THE WASHINGTON POST – BOSTON — So you’re Tim Scott, the Republican senator from South Carolina who opposes Roe v. Wade and wants to repeal the Affordable Care Act, and you get a call from Chris Evans, a Hollywood star and lifelong Democrat who has been blasting President Trump for years. He wants to meet. And film it. And share it on his online platform. Can anybody say “Borat?”
“I was very skeptical,” admits Scott. “You can think of the worst-case scenario.”
But then Scott heard from other senators. They vouched for Evans, most famous for playing Captain America in a series of films that have grossed more than $1 billion worldwide. The actor also got on the phone with Scott’s staff to make a personal appeal.
It worked. Sometime in 2018, Scott met on camera with Evans in the nation’s capital, and their discussion, which ranged from prison reform to student loans, is one of more than 200 interviews with elected officials published on “A Starting Point,” an online platform the actor helped launch in July. Not long after, Evans appeared on Scott’s Instagram Live. They have plans to do more together.
“While he is a liberal, he was looking to have a real dialogue on important issues,” says Scott. “For me, it’s about wanting to have a conversation with an audience that may not be accustomed to hearing from conservatives and Republicans.”
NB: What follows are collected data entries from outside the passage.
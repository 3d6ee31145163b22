//! Plugin configuration

use serde::{Deserialize, Serialize};

/// Configuration shared by the scoped-variable store and the auth session.
#[derive(Debug, Clone, Serialize, Deserialize)]
pub struct AuthConfig {
    /// Prefix applied to every plugin key in the host session store
    pub session_prefix: String,

    /// Session key (under the prefix) holding the serialized auth state
    pub state_key: String,

    /// Authority required to start impersonating another user
    pub impersonate_authority: String,

    /// Authority required of the effective identity to proxy another user
    pub proxy_authority: String,
}

impl Default for AuthConfig {
    fn default() -> Self {
        Self {
            session_prefix: "gatehouse_".to_string(),
            state_key: "auth_tracking".to_string(),
            impersonate_authority: "~impersonate".to_string(),
            proxy_authority: "~proxy".to_string(),
        }
    }
}

impl AuthConfig {
    /// Create a new configuration
    pub fn new() -> Self {
        Self::default()
    }

    /// Set the session key prefix
    pub fn session_prefix(mut self, prefix: impl Into<String>) -> Self {
        self.session_prefix = prefix.into();
        self
    }

    /// Set the auth-state session key
    pub fn state_key(mut self, key: impl Into<String>) -> Self {
        self.state_key = key.into();
        self
    }

    /// Set the impersonation authority code
    pub fn impersonate_authority(mut self, code: impl Into<String>) -> Self {
        self.impersonate_authority = code.into();
        self
    }

    /// Set the proxy authority code
    pub fn proxy_authority(mut self, code: impl Into<String>) -> Self {
        self.proxy_authority = code.into();
        self
    }
}
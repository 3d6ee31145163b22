//! The per-request security gate
//!
//! Runs before view dispatch. First the lockout check: a user whose
//! unreviewed flagged-parameter count has reached the threshold is sent to
//! the lock page before any scanning, unless the request targets one of
//! the enumerated escape routes. Then the parameter scan: every query and
//! body parameter is tested against the configured patterns, every match
//! is recorded, and any match blocks the request even though the counter
//! has not been re-read.

use gatehouse_auth::{AttemptLedger, Identity, NotificationSink};
use log::{error, info, warn};
use regex::{Regex, RegexBuilder};

use crate::config::GateConfig;
use crate::{SecurityError, SecurityResult};

/// Route predicates supplied by the host router.
///
/// The escape routes are the paths a locked-out user may still reach:
/// logging out, stopping an impersonation, the lock page itself, health
/// checks, and the message poll.
pub trait RouteClassifier {
    fn is_logout(&self, path: &str) -> bool;
    fn is_stop_impersonation(&self, path: &str) -> bool;
    fn is_lock_page(&self, path: &str) -> bool;
    fn is_message_poll(&self, path: &str) -> bool;
    fn is_health_check(&self, path: &str) -> bool;
}

/// Borrowed view of an inbound request.
#[derive(Debug, Clone, Copy)]
pub struct GateRequest<'a> {
    pub path: &'a str,

    /// Asynchronous/background request (XHR, fetch)
    pub is_async: bool,

    pub query_params: &'a [(String, String)],
    pub body_params: &'a [(String, String)],
}

impl<'a> GateRequest<'a> {
    /// A page request with no parameters.
    pub fn page(path: &'a str) -> Self {
        Self {
            path,
            is_async: false,
            query_params: &[],
            body_params: &[],
        }
    }
}

/// Decision produced before view dispatch.
#[derive(Debug, Clone, Copy, PartialEq, Eq)]
pub enum GateOutcome {
    /// Dispatch normally; plain page renders get hardened headers
    Proceed,

    /// Threshold reached on a prior request; send to the lock page
    RedirectToLockPage,

    /// Flagged parameters on this request; send to the interstitial block page
    RedirectToBlockPage,

    /// Flagged parameters on an async request; reject with an error status
    Forbidden,
}

/// Parameter scanner and progressive lockout state machine.
pub struct SecurityGate {
    config: GateConfig,
    patterns: Vec<Regex>,
}

impl SecurityGate {
    /// Create a gate, compiling the configured patterns once.
    pub fn new(config: GateConfig) -> SecurityResult<Self> {
        let patterns = config
            .blocked_patterns
            .iter()
            .map(|pattern| {
                RegexBuilder::new(pattern)
                    .case_insensitive(true)
                    .build()
                    .map_err(|e| SecurityError::InvalidPattern {
                        pattern: pattern.clone(),
                        message: e.to_string(),
                    })
            })
            .collect::<SecurityResult<Vec<_>>>()?;

        Ok(Self { config, patterns })
    }

    /// Get the configuration
    pub fn config(&self) -> &GateConfig {
        &self.config
    }

    /// Does the given value appear to contain script content?
    pub fn contains_script(&self, value: &str) -> bool {
        let value = value.trim();
        if value.is_empty() {
            return false;
        }
        self.patterns.iter().any(|pattern| pattern.is_match(value))
    }

    fn is_escape_route(&self, routes: &dyn RouteClassifier, path: &str) -> bool {
        routes.is_logout(path)
            || routes.is_stop_impersonation(path)
            || routes.is_lock_page(path)
            || routes.is_message_poll(path)
            || routes.is_health_check(path)
    }

    /// Evaluate one request before dispatch.
    ///
    /// `acting_user` is the identity the request acts as (effective or
    /// proxied, per the host's choice); absence means no lockout is
    /// possible. Ledger failures never block the response.
    pub fn evaluate(
        &self,
        request: GateRequest<'_>,
        acting_user: Option<&Identity>,
        ledger: &mut dyn AttemptLedger,
        routes: &dyn RouteClassifier,
        notifier: &mut dyn NotificationSink,
    ) -> GateOutcome {
        let acting_user = acting_user.filter(|user| user.is_valid());

        // Locked-out users may still reach the escape routes; for those the
        // ledger is not even consulted.
        if !self.is_escape_route(routes, request.path) {
            if let Some(user) = acting_user {
                let attempts = match ledger.count_unreviewed(&user.email) {
                    Ok(count) => count,
                    Err(err) => {
                        error!(
                            "could not count unreviewed attempts for {}: {}",
                            user.email, err
                        );
                        0
                    }
                };
                if attempts >= self.config.lockout_threshold {
                    info!(
                        "{} is locked out ({} unreviewed flagged parameters)",
                        user.email, attempts
                    );
                    return GateOutcome::RedirectToLockPage;
                }
            }
        }

        // Scan every parameter without short-circuiting, so every offending
        // parameter lands in the ledger.
        let mut flagged = false;
        let params = request
            .query_params
            .iter()
            .chain(request.body_params.iter());
        for (name, value) in params {
            if !self.contains_script(value) {
                continue;
            }
            flagged = true;
            error!(
                "potential script injection in '{}' parameter on {}",
                name, request.path
            );
            let user_email = acting_user.map(|user| user.email.as_str());
            if let Err(err) = ledger.record(request.path, user_email, name, value) {
                warn!("could not record flagged parameter '{}': {}", name, err);
            }
        }

        if flagged {
            if request.is_async {
                notifier.post_error("Suspicious input detected. Unable to process request.");
                return GateOutcome::Forbidden;
            }
            return GateOutcome::RedirectToBlockPage;
        }

        GateOutcome::Proceed
    }
}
Evans, actor-director Mark Kassen and entrepreneur Joe Kiani launched “A Starting Point” as a response to what they see as a deeply polarized political climate. They wanted to offer a place for information about issues without a partisan spin. To do that, they knew they needed both parties to participate.
Evans, 39, sat on the patio outside his Boston-area home on a recent afternoon talking about the platform. He wore a black T-shirt and jeans and spent some of the interview chasing around his brown rescue dog.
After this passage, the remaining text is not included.